Check each line of the records for "MonitorConfig"; collect those that have it.
***** RECORDS PROVIDED *****
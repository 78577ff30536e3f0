//! Configuration types.

use std::time::Duration;

/// Read an env var and parse it, falling back to a default.
fn env_parse<T: std::str::FromStr>(key: &str, default: T) -> T {
    std::env::var(key)
        .ok()
        .and_then(|s| s.parse().ok())
        .unwrap_or(default)
}

/// Deployment orchestrator configuration.
#[derive(Debug, Clone)]
pub struct DeployConfig {
    /// Workflow name prefix; the user id is embedded at customization time.
    pub name_prefix: String,
    /// Total attempts per deployment (first try included).
    pub max_attempts: u32,
    /// Fixed backoff schedule. The delay before attempt N+1 is entry N-1,
    /// so with 3 attempts only the first two entries are ever slept.
    pub backoff_schedule: Vec<Duration>,
    /// Operator address paged when all attempts are exhausted.
    pub operator_email: String,
}

impl Default for DeployConfig {
    fn default() -> Self {
        Self {
            name_prefix: "Email Automation".to_string(),
            max_attempts: 3,
            backoff_schedule: vec![
                Duration::from_secs(5),
                Duration::from_secs(15),
                Duration::from_secs(30),
            ],
            operator_email: "ops@mailflow.local".to_string(),
        }
    }
}

impl DeployConfig {
    /// Build config from environment variables, with defaults.
    pub fn from_env() -> Self {
        let defaults = Self::default();
        Self {
            operator_email: std::env::var("MAILFLOW_OPERATOR_EMAIL")
                .unwrap_or(defaults.operator_email),
            ..defaults
        }
    }

    /// Backoff delay to sleep before the given attempt (2-based), if any.
    pub fn backoff_before_attempt(&self, attempt: u32) -> Option<Duration> {
        if attempt < 2 {
            return None;
        }
        self.backoff_schedule.get(attempt as usize - 2).copied()
    }
}

/// Recovery monitor configuration.
#[derive(Debug, Clone)]
pub struct MonitorConfig {
    /// Interval between sweeps of a user's deployments.
    pub sweep_interval: Duration,
    /// Maximum concurrent per-user sweeps in a batch.
    pub sweep_concurrency: usize,
    /// Lookback window for general execution health.
    pub health_lookback: Duration,
    /// Window for the first-execution check during onboarding
    /// (2x the automation's 5-minute run interval, no alarm on miss).
    pub first_execution_window: Duration,
    /// How many recent executions to sample from the engine.
    pub execution_sample_limit: usize,
    /// Base URL for the re-authorization deep link.
    pub reauth_link_base: String,
}

impl Default for MonitorConfig {
    fn default() -> Self {
        Self {
            sweep_interval: Duration::from_secs(300),
            sweep_concurrency: 32,
            health_lookback: Duration::from_secs(24 * 3600),
            first_execution_window: Duration::from_secs(600),
            execution_sample_limit: 50,
            reauth_link_base: "https://app.mailflow.local".to_string(),
        }
    }
}

impl MonitorConfig {
    /// Build config from environment variables, with defaults.
    pub fn from_env() -> Self {
        let defaults = Self::default();
        Self {
            sweep_interval: Duration::from_secs(env_parse(
                "MAILFLOW_SWEEP_INTERVAL_SECS",
                defaults.sweep_interval.as_secs(),
            )),
            sweep_concurrency: env_parse(
                "MAILFLOW_SWEEP_CONCURRENCY",
                defaults.sweep_concurrency,
            ),
            reauth_link_base: std::env::var("MAILFLOW_APP_BASE_URL")
                .unwrap_or(defaults.reauth_link_base),
            ..defaults
        }
    }
}

#[cfg(test)]
mod tests {
    use super::*;

    #[test]
    fn default_backoff_schedule() {
        let config = DeployConfig::default();
        assert_eq!(config.max_attempts, 3);
        assert_eq!(
            config.backoff_schedule,
            vec![
                Duration::from_secs(5),
                Duration::from_secs(15),
                Duration::from_secs(30)
            ]
        );
    }

    #[test]
    fn no_backoff_before_first_attempt() {
        let config = DeployConfig::default();
        assert_eq!(config.backoff_before_attempt(1), None);
        assert_eq!(
            config.backoff_before_attempt(2),
            Some(Duration::from_secs(5))
        );
        assert_eq!(
            config.backoff_before_attempt(3),
            Some(Duration::from_secs(15))
        );
    }

    #[test]
    fn monitor_windows() {
        let config = MonitorConfig::default();
        assert_eq!(config.sweep_interval, Duration::from_secs(300));
        assert_eq!(config.first_execution_window, Duration::from_secs(600));
        assert_eq!(config.health_lookback, Duration::from_secs(86400));
    }
}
*****
OUTPUT OF THE TASK
pub struct MonitorConfig {
impl Default for MonitorConfig {
impl MonitorConfig {
        let config = MonitorConfig::default();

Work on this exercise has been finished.